Several years ago, one client had me giggling at his horrible morning: he had been sitting on the toilet while a horrible storm was raging outside. Lightening struck his house outside of his bathroom and blew him off of the toilet. Then he found out his girlfriend was pregnant…pregnant with triplets. He said the fateful words: “the day can’t get much worse.”

Several hours later his girlfriend rushed in his dying pet. Half an hour later, another of their pets presented, also dying. Both pets passed away and in our efforts to discover the horrible cause, I happened to mention the possibility of anthrax. Both pets had symptoms of possible anthrax poisoning or other intoxication. The girlfriend told us that there was no possible toxin available to these pets. She had remembered that her ex husband threatened to kill their pets and she had seen some suspicious white powder in their driveway. She collected some of the powder and brought it in to us. I packed it up with the two pet corpses and took it all to our state veterinary school for a necropsy. The state school immediately contacted the FBI regarding the possibility of anthrax.

The next day, this poor man, his girlfriend and her ex husband were answering questions from the FBI and Homeland Security. Their homes were searched as was my clinic. My staff and I spent a day being interviewed about how this potential bioterrorism had occurred and what we had done with all of the evidence. We were all in fear of the men in black and the potential death awaiting us. The first to die would surely be my technician who had stuck her nose in the bag of white powder (suspected anthrax) and smelled it. She is blonde. But after her, we knew that we would quickly join her in the next life.

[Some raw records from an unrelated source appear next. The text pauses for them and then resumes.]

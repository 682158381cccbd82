use thiserror::Error;

/// Errors that can occur while setting up a test environment.
#[derive(Error, Debug)]
pub enum TestError {
    /// Connecting to the in-memory database or creating tables failed.
    #[error(transparent)]
    Database(#[from] sea_orm::DbErr),
    /// The session store could not be initialized.
    #[error("Failed to set up session store: {0}")]
    Session(String),
}
use super::*;

/// Tests paginating all businesses.
///
/// Expected: page size respected, totals cover every business
#[tokio::test]
async fn paginates_businesses() -> Result<(), AppError> {
    let test = TestBuilder::new()
        .with_table(User)
        .with_table(Business)
        .build()
        .await
        .unwrap();
    let db = test.db.as_ref().unwrap();

    let owner = factory::create_user_with_role(db, "BUSINESS_OWNER").await?;
    for _ in 0..5 {
        factory::create_business(db, owner.id).await?;
    }

    let repo = BusinessRepository::new(db);
    let page = repo.get_all_paginated(1, 2).await?;

    assert_eq!(page.total, 5);
    assert_eq!(page.total_pages, 3);
    assert_eq!(page.page, 1);
    assert_eq!(page.businesses.len(), 2);

    Ok(())
}

/// Tests paginating an empty table.
///
/// Expected: no businesses and zero pages
#[tokio::test]
async fn returns_empty_page() -> Result<(), AppError> {
    let test = TestBuilder::new()
        .with_table(User)
        .with_table(Business)
        .build()
        .await
        .unwrap();
    let db = test.db.as_ref().unwrap();

    let page = BusinessRepository::new(db).get_all_paginated(0, 10).await?;

    assert_eq!(page.total, 0);
    assert_eq!(page.total_pages, 0);
    assert!(page.businesses.is_empty());

    Ok(())
}
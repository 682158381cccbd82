use sea_orm_migration::{prelude::*, schema::*};

#[derive(DeriveMigrationName)]
pub struct Migration;

#[async_trait::async_trait]
impl MigrationTrait for Migration {
    async fn up(&self, manager: &SchemaManager) -> Result<(), DbErr> {
        manager
            .create_table(
                Table::create()
                    .table(User::Table)
                    .if_not_exists()
                    .col(pk_auto(User::Id))
                    .col(string_uniq(User::Email))
                    .col(string(User::PasswordHash))
                    .col(string(User::Name))
                    .col(string_null(User::Phone))
                    .col(string(User::Role))
                    .col(integer_null(User::BusinessId))
                    .col(
                        timestamp_with_time_zone(User::CreatedAt)
                            .default(Expr::current_timestamp())
                            .not_null(),
                    )
                    .col(
                        timestamp_with_time_zone(User::UpdatedAt)
                            .default(Expr::current_timestamp())
                            .not_null(),
                    )
                    .to_owned(),
            )
            .await?;

        manager
            .create_index(
                Index::create()
                    .name("idx_user_role")
                    .table(User::Table)
                    .col(User::Role)
                    .to_owned(),
            )
            .await
    }

    async fn down(&self, manager: &SchemaManager) -> Result<(), DbErr> {
        manager
            .drop_table(Table::drop().table(User::Table).to_owned())
            .await
    }
}

#[derive(DeriveIden)]
pub enum User {
    Table,
    Id,
    Email,
    PasswordHash,
    Name,
    Phone,
    Role,
    BusinessId,
    CreatedAt,
    UpdatedAt,
}
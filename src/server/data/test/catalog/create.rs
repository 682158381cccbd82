use super::*;

/// Tests creating a service.
///
/// Expected: Ok(Service) marked active
#[tokio::test]
async fn creates_active_service() -> Result<(), AppError> {
    let test = TestBuilder::new().with_booking_tables().build().await.unwrap();
    let db = test.db.as_ref().unwrap();

    let shop = factory::helpers::create_business_with_dependencies(db).await?;

    let service = ServiceRepository::new(db)
        .create(CreateServiceParam {
            business_id: shop.business.id,
            name: "Beard Trim".to_string(),
            description: None,
            duration_minutes: 15,
            price_cents: 1200,
        })
        .await?;

    assert!(service.active);
    assert_eq!(service.business_id, shop.business.id);
    assert_eq!(service.duration_minutes, 15);
    assert_eq!(service.price_cents, 1200);

    Ok(())
}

It turned out that there was no anthrax. The pets had eaten a human medication and the powder was just the bleach from someone’s swimming pool. We all resumed with our normal lives and on one specific day shortly after this, I was thumbing through outgoing mail and found a “Welcome to our practice” card to this poor man and his girlfriend. I tore it up and threw it in the trash can. Never did see these people again, I hope their lives are peacefully happy and that they are not scarred for life.